EUR/USD corrige après avoir atteint plus de 3 mois high de 1.0920 dans la session américaine de mardi. La hausse de la paire de devises semble avoir marqué une pause pour le moment alors que le dollar américain (USD) gagne du terrain. L’indice du dollar américain (DXY), qui suit la valeur du dollar par rapport à six grandes devises, rebondit fortement jusqu’à près de 104.50.
Le dollar américain rebondit suite à la forte croissance de 0.9% du Retail Sales Control Group aux États-Unis par rapport à la lecture de 0.4% de mai.
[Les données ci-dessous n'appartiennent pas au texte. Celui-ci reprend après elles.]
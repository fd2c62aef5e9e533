//! Syntax coloring: token types, the eight-color palette, and the
//! tokenizer callback contract.

/// The eight ANSI foreground colors the renderer can emit, plus the
/// terminal's own default (`ESC[39m`/`ESC[0m`).
#[derive(Debug, Clone, Copy, PartialEq, Eq, Hash)]
#[non_exhaustive]
pub enum Color {
    Black,
    Red,
    Green,
    Yellow,
    Blue,
    Magenta,
    Cyan,
    White,
    /// The terminal's ambient foreground color; renders as a reset
    /// rather than an explicit `ESC[3<n>m`.
    Default,
}

impl Color {
    /// The `<n>` in `ESC[3<n>m`, or `None` for [`Color::Default`] (which
    /// instead emits a plain reset).
    #[must_use]
    pub fn ansi_digit(self) -> Option<u8> {
        match self {
            Color::Black => Some(0),
            Color::Red => Some(1),
            Color::Green => Some(2),
            Color::Yellow => Some(3),
            Color::Blue => Some(4),
            Color::Magenta => Some(5),
            Color::Cyan => Some(6),
            Color::White => Some(7),
            Color::Default => None,
        }
    }
}

bitflags::bitflags! {
    /// Text emphasis, combinable with a [`Color`].
    #[derive(Clone, Copy, Debug, Default, PartialEq, Eq, Hash)]
    pub struct Emphasis: u8 {
        const NONE      = 0;
        const BOLD      = 1 << 0;
        const UNDERLINE = 1 << 1;
        const REVERSE   = 1 << 2;
    }
}

/// An opaque token type assigned by the host; the editor never
/// interprets these values itself, only looks them up in a
/// [`ColorMap`].
#[derive(Debug, Clone, Copy, PartialEq, Eq, Hash, PartialOrd, Ord)]
pub struct TokenKind(pub i32);

/// A single lexical token, as reported by a [`Tokenizer`].
#[derive(Debug, Clone, Copy, PartialEq, Eq)]
pub struct Token {
    pub kind: TokenKind,
    /// Byte offset into the buffer where the token starts.
    pub start: usize,
    /// Length of the token in bytes.
    pub length: usize,
}

/// Supplies syntax-highlighting tokens for the render engine.
///
/// Called repeatedly by the renderer, advancing `pos` with each call.
/// Returning `None` stops coloring for the rest of the buffer; a
/// tokenizer that returns `Some` without advancing `pos` triggers the
/// stall guard in the render engine rather than looping forever.
pub trait Tokenizer {
    /// Attempt to recognize one token starting at or after `pos` in
    /// `buffer`. `None` means "no more tokens": the remainder of the
    /// buffer is rendered in the default color.
    fn next_token(&mut self, buffer: &str, pos: usize) -> Option<Token>;
}

impl Tokenizer for () {
    fn next_token(&mut self, _buffer: &str, _pos: usize) -> Option<Token> {
        None
    }
}

/// A `(token type → color)` table, kept sorted by [`TokenKind`] so
/// lookups are a binary search.
#[derive(Debug, Default, Clone)]
pub struct ColorMap {
    entries: Vec<(TokenKind, Color)>,
}

impl ColorMap {
    #[must_use]
    pub fn new(mut pairs: Vec<(TokenKind, Color)>) -> Self {
        pairs.sort_by_key(|(kind, _)| *kind);
        ColorMap { entries: pairs }
    }

    /// Color mapped to `kind`, or [`Color::Default`] if `kind` has no
    /// entry.
    #[must_use]
    pub fn color_of(&self, kind: TokenKind) -> Color {
        self.entries
            .binary_search_by(|(k, _)| k.cmp(&kind))
            .ok()
            .map_or(Color::Default, |i| self.entries[i].1)
    }
}
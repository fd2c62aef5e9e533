//! The dynamic string that backs the edited line.
//!
//! Character positions here are **grapheme positions**: when a
//! [`GraphemeSplitter`] is installed, index `i` denotes the start of the
//! `i`-th grapheme cluster; with no splitter installed it falls back to
//! the `i`-th Unicode code point. Every public method that takes a
//! character position therefore also takes the splitter, so the mapping
//! is computed consistently in one place.

use unicode_width::UnicodeWidthStr;

use crate::unicode::{self, GraphemeSplitter, GraphemeWidthCache};

/// Minimum capacity a freshly created buffer reserves, and the growth
/// factor used when more room is needed.
const MIN_CAPACITY: usize = 8;
const GROWTH_FACTOR: f64 = 1.5;

/// A growable, UTF-8 valid, `\n`-aware line buffer with grapheme-indexed
/// editing operations.
#[derive(Debug, Default, Clone)]
pub struct Buffer {
    buf: String,
}

/// `(column, row)` position within a rendered buffer, `\n` being the only
/// line break.
#[derive(Debug, Clone, Copy, PartialEq, Eq, Default)]
pub struct Coord {
    pub x: usize,
    pub y: usize,
}

impl Buffer {
    #[must_use]
    pub fn new() -> Self {
        Buffer {
            buf: String::with_capacity(MIN_CAPACITY),
        }
    }

    #[must_use]
    pub fn as_str(&self) -> &str {
        &self.buf
    }

    #[must_use]
    pub fn byte_len(&self) -> usize {
        self.buf.len()
    }

    #[must_use]
    pub fn is_empty(&self) -> bool {
        self.buf.is_empty()
    }

    pub fn clear(&mut self) {
        self.buf.clear();
    }

    pub fn into_string(self) -> String {
        self.buf
    }

    fn reserve_for(&mut self, extra: usize) {
        let needed = self.buf.len() + extra;
        if needed > self.buf.capacity() {
            let grown = ((self.buf.capacity() as f64) * GROWTH_FACTOR) as usize;
            self.buf.reserve(needed.max(grown).max(MIN_CAPACITY) - self.buf.len());
        }
    }

    /// Number of grapheme clusters (or code points, with no splitter) in
    /// the buffer.
    #[must_use]
    pub fn char_count(&self, splitter: Option<&dyn GraphemeSplitter>) -> usize {
        let mut count = 0;
        let mut rest = self.buf.as_str();
        while !rest.is_empty() {
            let len = unicode::grapheme_len(rest, splitter).max(1);
            rest = &rest[len.min(rest.len())..];
            count += 1;
        }
        count
    }

    /// Maps a character position to a byte offset, by walking grapheme by
    /// grapheme from the start. A position at or beyond the character
    /// length maps to `byte_len()`.
    #[must_use]
    pub fn char_to_byte(&self, splitter: Option<&dyn GraphemeSplitter>, char_posn: usize) -> usize {
        let mut byte = 0;
        let mut rest = &self.buf[..];
        for _ in 0..char_posn {
            if rest.is_empty() {
                return self.buf.len();
            }
            let len = unicode::grapheme_len(rest, splitter).max(1).min(rest.len());
            byte += len;
            rest = &rest[len..];
        }
        byte
    }

    /// Insert `s` at `char_posn`. If `char_posn` is beyond the end of the
    /// buffer, appends instead.
    pub fn insert(&mut self, splitter: Option<&dyn GraphemeSplitter>, char_posn: usize, s: &str) {
        if s.is_empty() {
            return;
        }
        self.reserve_for(s.len());
        let byte = self.char_to_byte(splitter, char_posn);
        if byte >= self.buf.len() {
            self.buf.push_str(s);
        } else {
            self.buf.insert_str(byte, s);
        }
    }

    /// Remove `char_count` characters starting at `char_posn`, clamped to
    /// the buffer's length. Returns the removed text.
    pub fn delete(
        &mut self,
        splitter: Option<&dyn GraphemeSplitter>,
        char_posn: usize,
        char_count: usize,
    ) -> String {
        if char_count == 0 {
            return String::new();
        }
        let start = self.char_to_byte(splitter, char_posn);
        let end = self.char_to_byte(splitter, char_posn + char_count);
        let (start, end) = (start.min(self.buf.len()), end.min(self.buf.len()));
        if start >= end {
            return String::new();
        }
        self.buf.drain(start..end).collect()
    }

    /// Byte-range slice between two character positions.
    #[must_use]
    pub fn slice(
        &self,
        splitter: Option<&dyn GraphemeSplitter>,
        start_char: usize,
        end_char: usize,
    ) -> &str {
        let start = self.char_to_byte(splitter, start_char);
        let end = self.char_to_byte(splitter, end_char.max(start_char));
        &self.buf[start.min(self.buf.len())..end.min(self.buf.len())]
    }

    /// Number of `\n` characters in the buffer.
    #[must_use]
    pub fn count_lines(&self) -> usize {
        memchr::memchr_iter(b'\n', self.buf.as_bytes()).count()
    }

    /// Sum of grapheme display widths up to (not including) `char_posn`,
    /// consulting `cache` and falling back to `measure` on a cache miss
    /// Passing `char_posn = char_count()`
    /// measures the whole buffer.
    pub fn display_width_to(
        &self,
        splitter: Option<&dyn GraphemeSplitter>,
        cache: &mut GraphemeWidthCache,
        measure: &mut dyn FnMut(&str) -> usize,
        char_posn: usize,
    ) -> usize {
        let mut width = 0;
        let mut rest = self.buf.as_str();
        for _ in 0..char_posn {
            if rest.is_empty() {
                break;
            }
            let len = unicode::grapheme_len(rest, splitter).max(1).min(rest.len());
            let grapheme = &rest[..len];
            width += width_of(grapheme, cache, measure);
            rest = &rest[len..];
        }
        width
    }

    /// `(x, y)` display coordinates of `char_posn`, treating `\n` as the
    /// only line break and consulting the width cache for column widths
    pub fn coords_of(
        &self,
        splitter: Option<&dyn GraphemeSplitter>,
        cache: &mut GraphemeWidthCache,
        measure: &mut dyn FnMut(&str) -> usize,
        char_posn: usize,
    ) -> Coord {
        let mut x = 0;
        let mut y = 0;
        let mut rest = self.buf.as_str();
        let limit = char_posn.min(self.char_count(splitter));
        for _ in 0..limit {
            if rest.is_empty() {
                break;
            }
            let len = unicode::grapheme_len(rest, splitter).max(1).min(rest.len());
            let grapheme = &rest[..len];
            if grapheme == "\n" {
                x = 0;
                y += 1;
            } else {
                x += width_of(grapheme, cache, measure);
            }
            rest = &rest[len..];
        }
        Coord { x, y }
    }

    /// Inverse of [`Buffer::coords_of`]: the character position at
    /// `(x, y)`. `x < 0` (represented here as `None`) means "end of that
    /// line".
    pub fn posn_of(
        &self,
        splitter: Option<&dyn GraphemeSplitter>,
        cache: &mut GraphemeWidthCache,
        measure: &mut dyn FnMut(&str) -> usize,
        x: Option<usize>,
        y: usize,
    ) -> usize {
        let mut cur_x = 0;
        let mut cur_y = 0;
        let mut posn = 0;
        let mut rest = self.buf.as_str();
        loop {
            if cur_y == y {
                if let Some(x) = x {
                    if cur_x >= x {
                        return posn;
                    }
                }
            } else if cur_y > y {
                return posn.saturating_sub(1);
            }
            if rest.is_empty() {
                return posn;
            }
            let len = unicode::grapheme_len(rest, splitter).max(1).min(rest.len());
            let grapheme = &rest[..len];
            if grapheme == "\n" {
                if cur_y == y && x.is_none() {
                    return posn;
                }
                cur_x = 0;
                cur_y += 1;
            } else {
                cur_x += width_of(grapheme, cache, measure);
            }
            rest = &rest[len..];
            posn += 1;
        }
    }
}

/// Estimated display width of a grapheme: cache/known-width lookup,
/// falling back to `unicode-width`'s East-Asian-Width table on a cache
/// miss, without measuring or mutating the cache. Used for cursor-position
/// bookkeeping that must not write probe bytes to the terminal outside of
/// an actual render pass (e.g. computing a selection anchor before the
/// next redraw has had a chance to measure a freshly typed grapheme).
fn width_estimate(grapheme: &str, cache: &GraphemeWidthCache) -> usize {
    unicode::grapheme_width(grapheme, cache).unwrap_or_else(|| grapheme.width().max(1))
}

impl Buffer {
    /// Non-measuring counterpart to [`Buffer::coords_of`]: unknown
    /// grapheme widths are estimated as `1` rather than measured against
    /// the live terminal. Safe to call outside of an actual redraw.
    #[must_use]
    pub fn coords_of_estimate(
        &self,
        splitter: Option<&dyn GraphemeSplitter>,
        cache: &GraphemeWidthCache,
        char_posn: usize,
    ) -> Coord {
        let mut x = 0;
        let mut y = 0;
        let mut rest = self.buf.as_str();
        let limit = char_posn.min(self.char_count(splitter));
        for _ in 0..limit {
            if rest.is_empty() {
                break;
            }
            let len = unicode::grapheme_len(rest, splitter).max(1).min(rest.len());
            let grapheme = &rest[..len];
            if grapheme == "\n" {
                x = 0;
                y += 1;
            } else {
                x += width_estimate(grapheme, cache);
            }
            rest = &rest[len..];
        }
        Coord { x, y }
    }

    /// Non-measuring counterpart to [`Buffer::display_width_to`].
    #[must_use]
    pub fn display_width_estimate(
        &self,
        splitter: Option<&dyn GraphemeSplitter>,
        cache: &GraphemeWidthCache,
    ) -> usize {
        let mut width = 0;
        let mut rest = self.buf.as_str();
        while !rest.is_empty() {
            let len = unicode::grapheme_len(rest, splitter).max(1).min(rest.len());
            width += width_estimate(&rest[..len], cache);
            rest = &rest[len..];
        }
        width
    }

    /// Non-measuring counterpart to [`Buffer::posn_of`].
    #[must_use]
    pub fn posn_of_estimate(
        &self,
        splitter: Option<&dyn GraphemeSplitter>,
        cache: &GraphemeWidthCache,
        x: Option<usize>,
        y: usize,
    ) -> usize {
        let mut cur_x = 0;
        let mut cur_y = 0;
        let mut posn = 0;
        let mut rest = self.buf.as_str();
        loop {
            if cur_y == y {
                if let Some(x) = x {
                    if cur_x >= x {
                        return posn;
                    }
                }
            } else if cur_y > y {
                return posn.saturating_sub(1);
            }
            if rest.is_empty() {
                return posn;
            }
            let len = unicode::grapheme_len(rest, splitter).max(1).min(rest.len());
            let grapheme = &rest[..len];
            if grapheme == "\n" {
                if cur_y == y && x.is_none() {
                    return posn;
                }
                cur_x = 0;
                cur_y += 1;
            } else {
                cur_x += width_estimate(grapheme, cache);
            }
            rest = &rest[len..];
            posn += 1;
        }
    }

    /// Character-index bounds `[start, end)` of the `\n`-delimited line
    /// containing `char_posn`, `end` being the index of the line's `\n`
    /// (or the buffer's end if it is the last line). Used for `Ctrl-A` /
    /// `Ctrl-E` (move to start/end of the current display line).
    #[must_use]
    pub fn line_bounds(&self, splitter: Option<&dyn GraphemeSplitter>, char_posn: usize) -> (usize, usize) {
        let total = self.char_count(splitter);
        let char_posn = char_posn.min(total);
        let mut start = 0;
        let mut idx = 0;
        let mut rest = self.buf.as_str();
        while idx < char_posn {
            let len = unicode::grapheme_len(rest, splitter).max(1).min(rest.len());
            if &rest[..len] == "\n" {
                start = idx + 1;
            }
            rest = &rest[len..];
            idx += 1;
        }
        let mut end = idx;
        while end < total {
            let len = unicode::grapheme_len(rest, splitter).max(1).min(rest.len());
            if &rest[..len] == "\n" {
                break;
            }
            rest = &rest[len..];
            end += 1;
        }
        (start, end)
    }
}

fn width_of(
    grapheme: &str,
    cache: &mut GraphemeWidthCache,
    measure: &mut dyn FnMut(&str) -> usize,
) -> usize {
    if let Some(w) = unicode::grapheme_width(grapheme, cache) {
        return w;
    }
    let w = measure(grapheme);
    cache.insert(grapheme, w);
    w
}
Le Retail Sales Control Group est une mesure clé de la composante de la dépense des consommateurs du Produit Intérieur Brut (PIB) qui exclut les recettes des concessionnaires automobiles, des détaillants de matériaux de construction, des stations-service, des magasins de fournitures de bureau, des concessionnaires de maisons mobiles et des magasins de tabac. Cela a amélioré les perspectives économiques.
Pendant ce temps, les ventes globales dans les magasins de détail sont restées inchangées en juin, comme prévu, par rapport au mois précédent. En mai, les données économiques ont augmenté de 0.3%, révisées à la hausse par rapport à 0.1%. Les données des ventes au détail sont un indicateur clé des dépenses des consommateurs qui alimentent l’inflation des consommateurs. Une performance plate est incapable de stimuler les pressions inflationnistes.
Les craintes de pressions sur les prix restant élevées ont diminué. Lundi, le président de la Réserve fédérale (Fed) Jérôme Powell a reconnu que les données d’inflation au deuxième trimestre ont renforcé la confiance que l’inflation reviendra durablement à l’objectif de 2% de la banque dans son discours au Economic Club de Washington. Cependant, Powell a cité la nécessité de données supplémentaires positives pour gagner une plus grande confiance avant de baisser les taux d’intérêt.